Task brief
Set every record down again, identical to the original.

Data

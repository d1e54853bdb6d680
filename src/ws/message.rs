//! WebSocket message types.

use bytes::Bytes;

/// WebSocket message type.
#[derive(Debug, Clone, PartialEq, Eq)]
pub enum Message {
    /// Text message (UTF-8)
    Text(String),
    /// Binary message
    Binary(Bytes),
    /// Ping frame
    Ping(Vec<u8>),
    /// Pong frame
    Pong(Vec<u8>),
    /// Close frame with optional code and reason
    Close(Option<CloseFrame>),
}

/// Close frame data.
#[derive(Debug, Clone, PartialEq, Eq)]
pub struct CloseFrame {
    pub code: CloseCode,
    pub reason: String,
}

impl CloseFrame {
    pub fn new(code: CloseCode, reason: impl Into<String>) -> Self {
        Self {
            code,
            reason: reason.into(),
        }
    }
}

/// WebSocket close codes (RFC 6455).
#[derive(Debug, Clone, Copy, PartialEq, Eq)]
pub struct CloseCode(pub u16);

impl CloseCode {
    pub const NORMAL: Self = Self(1000);
}

impl Message {
    /// Convert to bytes (text as UTF-8, binary as-is).
    pub fn into_data(self) -> Bytes {
        match self {
            Message::Text(s) => Bytes::from(s),
            Message::Binary(b) => b,
            Message::Ping(d) | Message::Pong(d) => Bytes::from(d),
            Message::Close(_) => Bytes::new(),
        }
    }
}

Reply
repository d1e54853bdb6d680
filename src/ws/message.rs
//! WebSocket message types.

use bytes::Bytes;

/// WebSocket message type.
#[derive(Debug, Clone, PartialEq, Eq)]
pub enum Message {
    /// Text message (UTF-8)
    Text(String),
    /// Binary message
    Binary(Bytes),
    /// Ping frame
    Ping(Vec<u8>),
    /// Pong frame
    Pong(Vec<u8>),
    /// Close frame with optional code and reason
    Close(Option<CloseFrame>),
}

/// Close frame data.
#[derive(Debug, Clone, PartialEq, Eq)]
pub struct CloseFrame {
    pub code: CloseCode,
    pub reason: String,
}

impl CloseFrame {
    pub fn new(code: CloseCode, reason: impl Into<String>) -> Self {
        Self {
            code,
            reason: reason.into(),
        }
    }
}

/// WebSocket close codes (RFC 6455).
#[derive(Debug, Clone, Copy, PartialEq, Eq)]
pub struct CloseCode(pub u16);

impl CloseCode {
    pub const NORMAL: Self = Self(1000);
}

impl Message {
    /// Convert to bytes (text as UTF-8, binary as-is).
    pub fn into_data(self) -> Bytes {
        match self {
            Message::Text(s) => Bytes::from(s),
            Message::Binary(b) => b,
            Message::Ping(d) | Message::Pong(d) => Bytes::from(d),
            Message::Close(_) => Bytes::new(),
        }
    }
}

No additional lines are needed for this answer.